Monitoring of cerebral oxygen saturation by near-infrared spectroscopy (NIRS) is being used more frequently to aid perioperative management of complex anesthesia and surgery.1,2 Reduced perioperative cerebral saturation correlates with greater morbidity and mortality in patients undergoing open heart surgery3 and major abdominal procedures4 and also in patients following thoracic surgery.5 Low cerebral saturation correlates with postoperative delirium and postoperative cognitive deficit.6

Thoracotomy is reported to be associated with a very high incidence of cerebral desaturation when one-lung ventilation (OLV) is instituted.5,7 The mechanism of cerebral desaturation in this context is unclear because, in the majority of cases, pulse oximetry indicates that arterial oxygen saturation remains well within clinically acceptable levels.

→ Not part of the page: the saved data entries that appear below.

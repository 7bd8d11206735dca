//! Scripted inference models shared by the integration tests.
#![allow(dead_code)]

use std::sync::Arc;
use std::sync::atomic::{AtomicUsize, Ordering};
use std::time::Duration;

use facemesh_core::{
    AnchorConfig, DecodeConfig, DetectorOptions, FacePipeline, InferenceModel, InputRange,
    InputSize, InputSpec, OutputTensor, PipelineModels, PipelineOptions, TensorBuffer,
};
use facemesh_utils::{DetectionMode, TensorLayout};
use image::{Rgb, RgbImage, imageops::FilterType};

pub type DynModel = Box<dyn InferenceModel>;

pub const DETECTOR_INPUT: u32 = 16;
pub const MESH_INPUT: u32 = 32;
pub const IRIS_INPUT: u32 = 16;
const CHANNELS: usize = 16;

fn spec(edge: u32) -> InputSpec {
    InputSpec::new(
        InputSize::square(edge),
        TensorLayout::Nhwc,
        InputRange::SignedUnit,
    )
}

/// Detector over a 2x2 grid of stride-8 anchors. Anchor 0 is centered at (0.25, 0.25),
/// anchor 3 at (0.75, 0.75).
pub struct MockDetector {
    boxes: Vec<f32>,
    scores: Vec<f32>,
}

impl MockDetector {
    /// One upright face per `(anchor, logit)` pair.
    pub fn with_faces(faces: &[(usize, f32)]) -> Self {
        let mut boxes = vec![0.0f32; 4 * CHANNELS];
        let mut scores = vec![-10.0f32; 4];
        // Offsets in normalized units, scaled to raw input pixels.
        let face = [
            0.0, 0.0, 0.5, 0.5, // box
            -0.06, -0.05, // right eye
            0.06, -0.05, // left eye
            0.0, 0.0, // nose tip
            0.0, 0.08, // mouth
            -0.12, -0.02, // right ear
            0.12, -0.02, // left ear
        ];
        for &(anchor, logit) in faces {
            for (slot, value) in boxes[anchor * CHANNELS..(anchor + 1) * CHANNELS]
                .iter_mut()
                .zip(face)
            {
                *slot = value * DETECTOR_INPUT as f32;
            }
            scores[anchor] = logit;
        }
        Self { boxes, scores }
    }
}

impl InferenceModel for MockDetector {
    fn input_spec(&self) -> InputSpec {
        spec(DETECTOR_INPUT)
    }

    fn run(&mut self, _input: &TensorBuffer) -> anyhow::Result<Vec<OutputTensor>> {
        Ok(vec![
            OutputTensor::new(vec![1, 4, CHANNELS], self.boxes.clone()),
            OutputTensor::new(vec![1, 4, 1], self.scores.clone()),
        ])
    }
}

pub fn detector_options() -> DetectorOptions {
    DetectorOptions {
        anchors: AnchorConfig {
            num_layers: 1,
            strides: vec![8],
            input_width: DETECTOR_INPUT,
            input_height: DETECTOR_INPUT,
            anchor_offset_x: 0.5,
            anchor_offset_y: 0.5,
            interpolated_scale_aspect_ratio: 0.0,
        },
        decode: DecodeConfig {
            box_scale: DETECTOR_INPUT as f32,
            ..DecodeConfig::default()
        },
        mirror_output: false,
        filter: FilterType::Nearest,
    }
}

/// Mesh mock: every point at the crop center except four distinct eye corners.
/// Fails on bright crops when `fail_on_bright` is set.
pub struct MockMesh {
    pub calls: Arc<AtomicUsize>,
    pub fail_on_bright: bool,
    pub delay: Duration,
}

impl MockMesh {
    pub fn new(calls: Arc<AtomicUsize>) -> Self {
        Self {
            calls,
            fail_on_bright: false,
            delay: Duration::ZERO,
        }
    }
}

impl InferenceModel for MockMesh {
    fn input_spec(&self) -> InputSpec {
        spec(MESH_INPUT)
    }

    fn run(&mut self, input: &TensorBuffer) -> anyhow::Result<Vec<OutputTensor>> {
        self.calls.fetch_add(1, Ordering::SeqCst);
        if !self.delay.is_zero() {
            std::thread::sleep(self.delay);
        }
        let values = input.as_slice();
        let mean = values.iter().sum::<f32>() / values.len() as f32;
        anyhow::ensure!(!(self.fail_on_bright && mean > 0.0), "mesh model rejected crop");

        let mut data = Vec::with_capacity(1404);
        for _ in 0..468 {
            data.extend_from_slice(&[16.0, 16.0, 0.0]);
        }
        for (index, x) in [(33, 8.0), (133, 14.0), (362, 18.0), (263, 24.0)] {
            data[index * 3] = x;
            data[index * 3 + 1] = 12.0;
        }
        Ok(vec![
            OutputTensor::new(vec![1, 1, 1, 1404], data),
            OutputTensor::new(vec![1, 1], vec![3.0]),
        ])
    }
}

/// Iris mock: eye mesh and iris at fixed crop positions.
pub struct MockIris {
    pub calls: Arc<AtomicUsize>,
}

impl InferenceModel for MockIris {
    fn input_spec(&self) -> InputSpec {
        spec(IRIS_INPUT)
    }

    fn run(&mut self, _input: &TensorBuffer) -> anyhow::Result<Vec<OutputTensor>> {
        self.calls.fetch_add(1, Ordering::SeqCst);
        let eye: Vec<f32> = (0..71).flat_map(|i| [i as f32 % 16.0, 8.0, 0.0]).collect();
        let iris = vec![
            8.0, 8.0, 0.0, // center
            10.0, 8.0, 0.0, //
            8.0, 6.0, 0.0, //
            6.0, 8.0, 0.0, //
            8.0, 10.0, 0.0,
        ];
        Ok(vec![
            OutputTensor::new(vec![1, 213], eye),
            OutputTensor::new(vec![1, 15], iris),
        ])
    }
}

/// Forwards to `inner` and counts how many times it has been dropped.
pub struct DropTracked {
    pub inner: DynModel,
    pub drops: Arc<AtomicUsize>,
}

impl InferenceModel for DropTracked {
    fn input_spec(&self) -> InputSpec {
        self.inner.input_spec()
    }

    fn run(&mut self, input: &TensorBuffer) -> anyhow::Result<Vec<OutputTensor>> {
        self.inner.run(input)
    }
}

impl Drop for DropTracked {
    fn drop(&mut self) {
        self.drops.fetch_add(1, Ordering::SeqCst);
    }
}

pub struct MockEmbedding;

impl InferenceModel for MockEmbedding {
    fn input_spec(&self) -> InputSpec {
        spec(112)
    }

    fn run(&mut self, _input: &TensorBuffer) -> anyhow::Result<Vec<OutputTensor>> {
        let data = (0..192).map(|i| (i % 7) as f32 - 3.0).collect();
        Ok(vec![OutputTensor::new(vec![1, 192], data)])
    }
}

pub struct MockSegmentation;

impl InferenceModel for MockSegmentation {
    fn input_spec(&self) -> InputSpec {
        spec(8)
    }

    fn run(&mut self, _input: &TensorBuffer) -> anyhow::Result<Vec<OutputTensor>> {
        Ok(vec![OutputTensor::new(vec![1, 8, 8, 1], vec![6.0; 64])])
    }
}

/// Counters observed by a test pipeline.
#[derive(Default, Clone)]
pub struct Calls {
    pub mesh: Arc<AtomicUsize>,
    pub iris: Arc<AtomicUsize>,
}

pub struct PipelineSpec {
    pub faces: Vec<(usize, f32)>,
    pub mesh_instances: usize,
    pub iris: bool,
    pub fail_bright_mesh: bool,
    pub mesh_delay: Duration,
    pub extras: bool,
    /// Counts drops of the detector model.
    pub detector_drops: Option<Arc<AtomicUsize>>,
}

impl Default for PipelineSpec {
    fn default() -> Self {
        Self {
            faces: vec![(0, 5.0), (3, 3.0)],
            mesh_instances: 2,
            iris: true,
            fail_bright_mesh: false,
            mesh_delay: Duration::ZERO,
            extras: false,
            detector_drops: None,
        }
    }
}

pub fn build_pipeline(setup: PipelineSpec) -> (FacePipeline<DynModel>, Calls) {
    let calls = Calls::default();
    (build_pipeline_with(setup, calls.clone()), calls)
}

/// Build a pipeline whose mocks report into `calls`.
pub fn build_pipeline_with(setup: PipelineSpec, calls: Calls) -> FacePipeline<DynModel> {
    let mesh = (0..setup.mesh_instances)
        .map(|_| {
            Box::new(MockMesh {
                calls: calls.mesh.clone(),
                fail_on_bright: setup.fail_bright_mesh,
                delay: setup.mesh_delay,
            }) as DynModel
        })
        .collect();
    let iris = setup.iris.then(|| {
        (
            Box::new(MockIris {
                calls: calls.iris.clone(),
            }) as DynModel,
            Box::new(MockIris {
                calls: calls.iris.clone(),
            }) as DynModel,
        )
    });
    let mut detector = Box::new(MockDetector::with_faces(&setup.faces)) as DynModel;
    if let Some(drops) = setup.detector_drops.clone() {
        detector = Box::new(DropTracked {
            inner: detector,
            drops,
        });
    }
    let models = PipelineModels {
        detector,
        mesh,
        iris,
        embedding: setup.extras.then(|| Box::new(MockEmbedding) as DynModel),
        segmentation: setup.extras.then(|| Box::new(MockSegmentation) as DynModel),
    };
    let options = PipelineOptions {
        detector: detector_options(),
        mode: DetectionMode::Full,
    };
    FacePipeline::new(models, options).expect("pipeline")
}

/// 64x64 image: bright top-left quadrant (face at anchor 0), dark elsewhere.
pub fn two_face_image() -> RgbImage {
    RgbImage::from_fn(64, 64, |x, y| {
        if x < 32 && y < 32 {
            Rgb([240, 240, 240])
        } else {
            Rgb([10, 10, 10])
        }
    })
}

The possible causes of cerebral desaturation during thoracic surgery include increases in cerebral oxygen utilization, unlikely in the presence of general anesthesia, or a reduction in cerebral oxygen delivery that could be due to a reduction either in arterial oxygen content or in cerebral blood flow that might also be related to a decrease in cardiac output. Understanding the cerebral hemodynamic consequences following institution of OLV could aid in differentiating these causes. The physiologic consequences of superimposing OLV on the lateral decubitus position required for surgery include increases in pulmonary vascular resistance and pulmonary arteriovenous shunt, hypoxic pulmonary vasoconstriction, and the activation of inflammatory pathways that may culminate in a reduction in alveolar and arterial oxygen tension.8 With the increase in pulmonary resistance during collapse of the whole lung, right ventricular (and subsequently left ventricular) cardiac output would be expected to decrease, especially under anesthesia where compensatory reflex mechanisms may be blunted. Furthermore, with impaired right ventricular performance, an increase in right-sided filling pressures could increase cerebral venous blood volume and affect cerebral saturation in this manner. Thus, in susceptible patients, these mechanisms could contribute to the decreases seen in cerebral oxygen saturation.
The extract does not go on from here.